Es war zunächst kein schöner Tag. Er war feucht. Aber die Glocken bewegten alle und alles: die Menschen und die Pflanzen, die Bäume und die Wolken. Die Sonne kam leicht durch. Es war ein Anfang. So haben wir alle den Beginn von Frieden erlebt. Wir alle wussten, dass nun etwas Neues beginnen würde.
Die Glocken - sie klangen einfach anders als sonst. Diese Glocken sandten Wellen aus, die Harmonie erzeugten. Diese Glocken lösten bei uns allen eine tiefe Zufriedenheit aus.
Alles war anders
Vom Rest des Tages weiss ich, dass alles anders war. Eigentlich wollte niemand arbeiten. Die Schule wurde geschlossen. Die Bauern kamen zusammen und redeten über den Haag hinweg, spekulierten über das nun Kommende und machten Pläne. Es war, wie wenn nun alles anders würde. Friede war ausgebrochen. Für sie hiess das ganz realistisch, dass ihre harte Arbeit einfach etwas leichter würde. Dass die Auflösung der Spannung auch den Böden, Bäumen und Äckern wohltun würde und diese vielleicht wieder mehr mit ihnen und ihrem Rhythmus gingen, darüber sprachen sie nicht.
Wir Kinder spürten all das und etwas mehr dazu. Wir wussten es und erfuhren es in den nächsten Wochen: Etwas Neues hatte eingesetzt. Plötzlich stand das Gras anders da: kopfhoch und grösser. Die Bäume kamen sehr rasch in «Bluescht», also zum Blühen. Alle wetteiferten wohlwollend und in bester Stimmung miteinander.
Da haben wir erfahren, dass man Frieden spürt und erlebt; dass Frieden aufblühen lässt und eine besondere Fruchtbarkeit erzeugt - bei Mensch, Tier und Pflanzen. Damals erlebten wir ganz genau, dass Friede nicht nur den Menschen trifft und angeht, sondern alle. Alles schwang mit, als Friede kam. Friede löste die Zungen, lud zum gegenseitigen Schwatz ein, brachte manches erneut zusammen.

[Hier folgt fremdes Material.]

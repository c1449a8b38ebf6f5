use std::{fmt, str::FromStr};

use anyhow::{Result, bail};

#[derive(Debug, Clone)]
pub struct DotEnvyConfig {
    pub server: Server,
    pub store: Store,
    pub aws: Aws,
    pub queue: Queue,
    pub topics: Topics,
}

#[derive(Debug, Clone)]
pub struct Server {
    pub port: u16,
    /// MiB
    pub body_limit: u64,
    /// seconds
    pub timeout: u64,
}

#[derive(Debug, Clone)]
pub struct Store {
    pub kind: StoreKind,
    pub database_url: Option<String>,
}

#[derive(Debug, Clone, Copy, PartialEq, Eq, Default)]
pub enum StoreKind {
    #[default]
    Postgres,
    Memory,
}

impl FromStr for StoreKind {
    type Err = anyhow::Error;

    fn from_str(s: &str) -> Result<Self> {
        match s.trim().to_ascii_lowercase().as_str() {
            "postgres" => Ok(StoreKind::Postgres),
            "memory" => Ok(StoreKind::Memory),
            other => bail!("unknown payment store `{other}`, expected postgres or memory"),
        }
    }
}

#[derive(Debug, Clone, Default)]
pub struct Aws {
    pub base_endpoint: Option<String>,
}

#[derive(Debug, Clone)]
pub struct Queue {
    pub name: String,
    pub max_messages: i32,
    pub wait_time_seconds: i32,
    pub ack_policy: AckPolicy,
}

/// When a received message is deleted from the queue.
#[derive(Debug, Clone, Copy, PartialEq, Eq, Default)]
pub enum AckPolicy {
    /// Delete after processing whatever the outcome.
    #[default]
    Always,
    /// Delete only when processing succeeded or failed for good (bad input, duplicate).
    /// Anything else is left for the queue's redelivery and redrive policy.
    OnSuccess,
}

impl FromStr for AckPolicy {
    type Err = anyhow::Error;

    fn from_str(s: &str) -> Result<Self> {
        match s.trim().to_ascii_lowercase().as_str() {
            "always" => Ok(AckPolicy::Always),
            "on_success" => Ok(AckPolicy::OnSuccess),
            other => bail!("unknown ack policy `{other}`, expected always or on_success"),
        }
    }
}

impl fmt::Display for AckPolicy {
    fn fmt(&self, f: &mut fmt::Formatter<'_>) -> fmt::Result {
        match self {
            AckPolicy::Always => write!(f, "always"),
            AckPolicy::OnSuccess => write!(f, "on_success"),
        }
    }
}

#[derive(Debug, Clone)]
pub struct Topics {
    pub order_production: Topic,
    pub update_order: Topic,
}

#[derive(Debug, Clone)]
pub struct Topic {
    pub name: String,
    pub arn: Option<String>,
}
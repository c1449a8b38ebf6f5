use anyhow::Result;
use async_trait::async_trait;
use mockall::automock;

use crate::domain::value_objects::payments::GatewayPaymentModel;

#[automock]
#[async_trait]
pub trait PaymentGateway {
    /// Hands the payment to the external processor and returns its reference.
    async fn request_payment(&self, request: GatewayPaymentModel) -> Result<String>;
}
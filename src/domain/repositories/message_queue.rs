use anyhow::Result;
use async_trait::async_trait;
use mockall::automock;

use crate::domain::value_objects::queue_messages::QueueMessage;

#[automock]
#[async_trait]
pub trait MessageQueue {
    fn queue_name(&self) -> String;
    /// Long-polls for the next batch. An empty batch is not an error.
    async fn receive_messages(&self) -> Result<Vec<QueueMessage>>;
    async fn delete_message(&self, receipt_handle: String) -> Result<()>;
}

Ihr glaubt es mir nicht: An jenem 8.-Mai-Abend gaben unsere Kühe mehr Milch. Jede Kuh lag um einen halben Liter herum höher. Die Kälber tranken ihre Milch anders. Die Schweine habe ich nie mehr so zufrieden gesehen.
Der Gelbmöstlerbaum, der bereits zum Fällen vorgesehen war, einerseits weil er zu wenig Birnen gab, und anderseits, um etwas Schatten vom Hof zu nehmen, wurde nochmals stehen gelassen. Nie hat er so geblüht, und seine Fülle an Gelbmöstlerbirnen im Herbst war so überwältigend, dass Vater bloss sagen konnte: «Einfach unglaublich! Und diesen Baum wollte ich fällen.» Auch das Heu jenes Friedensjahres roch so gut wie nie.
Selbst dem Emd spürten wir den Frieden an.
Alles war einfach anders.
Friede hatte begonnen. Er war für uns mehr als ein blosses Wort. Wir erlebten ihn überall verwirklicht.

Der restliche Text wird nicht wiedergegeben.